:: Provided data ::
● ● ● ●

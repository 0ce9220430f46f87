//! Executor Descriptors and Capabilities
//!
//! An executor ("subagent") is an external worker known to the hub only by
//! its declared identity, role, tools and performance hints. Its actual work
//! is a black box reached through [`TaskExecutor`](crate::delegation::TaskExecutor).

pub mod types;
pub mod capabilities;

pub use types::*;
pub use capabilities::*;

● ● ● ●

:: Task prompt ::
From the line containing "hub only by" to the final line of the entries, print every line exactly and nothing else.

:: Answer ::
//! An executor ("subagent") is an external worker known to the hub only by
//! its declared identity, role, tools and performance hints. Its actual work
//! is a black box reached through [`TaskExecutor`](crate::delegation::TaskExecutor).

pub mod types;
pub mod capabilities;

pub use types::*;
pub use capabilities::*;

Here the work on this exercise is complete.